Stored records

┏━━

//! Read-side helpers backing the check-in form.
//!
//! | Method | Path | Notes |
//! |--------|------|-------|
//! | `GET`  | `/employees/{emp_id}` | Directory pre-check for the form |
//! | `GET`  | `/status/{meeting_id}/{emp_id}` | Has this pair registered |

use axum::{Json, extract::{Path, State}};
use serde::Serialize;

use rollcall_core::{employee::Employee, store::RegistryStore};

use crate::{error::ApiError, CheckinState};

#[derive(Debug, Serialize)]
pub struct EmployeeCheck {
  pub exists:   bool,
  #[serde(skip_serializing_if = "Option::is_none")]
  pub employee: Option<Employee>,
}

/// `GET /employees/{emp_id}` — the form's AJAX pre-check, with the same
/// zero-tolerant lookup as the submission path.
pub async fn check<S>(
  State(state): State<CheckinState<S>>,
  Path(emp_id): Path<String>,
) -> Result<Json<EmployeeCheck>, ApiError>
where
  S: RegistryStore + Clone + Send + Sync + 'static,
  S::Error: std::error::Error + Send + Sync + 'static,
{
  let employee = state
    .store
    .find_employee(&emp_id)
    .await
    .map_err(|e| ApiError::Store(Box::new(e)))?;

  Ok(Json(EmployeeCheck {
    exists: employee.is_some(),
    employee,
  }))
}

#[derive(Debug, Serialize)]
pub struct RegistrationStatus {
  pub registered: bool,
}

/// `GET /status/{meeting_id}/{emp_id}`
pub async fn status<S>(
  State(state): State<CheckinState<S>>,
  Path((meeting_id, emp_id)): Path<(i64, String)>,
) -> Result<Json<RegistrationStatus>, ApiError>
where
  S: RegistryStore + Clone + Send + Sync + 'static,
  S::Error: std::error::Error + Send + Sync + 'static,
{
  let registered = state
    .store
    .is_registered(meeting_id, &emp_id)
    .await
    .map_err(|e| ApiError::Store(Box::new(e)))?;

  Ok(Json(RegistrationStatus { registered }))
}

┗━━

Copy out every line from the data above in which the word "ApiError" occurs.

EXERCISE OUTPUT:
use crate::{error::ApiError, CheckinState};
) -> Result<Json<EmployeeCheck>, ApiError>
    .map_err(|e| ApiError::Store(Box::new(e)))?;
) -> Result<Json<RegistrationStatus>, ApiError>
    .map_err(|e| ApiError::Store(Box::new(e)))?;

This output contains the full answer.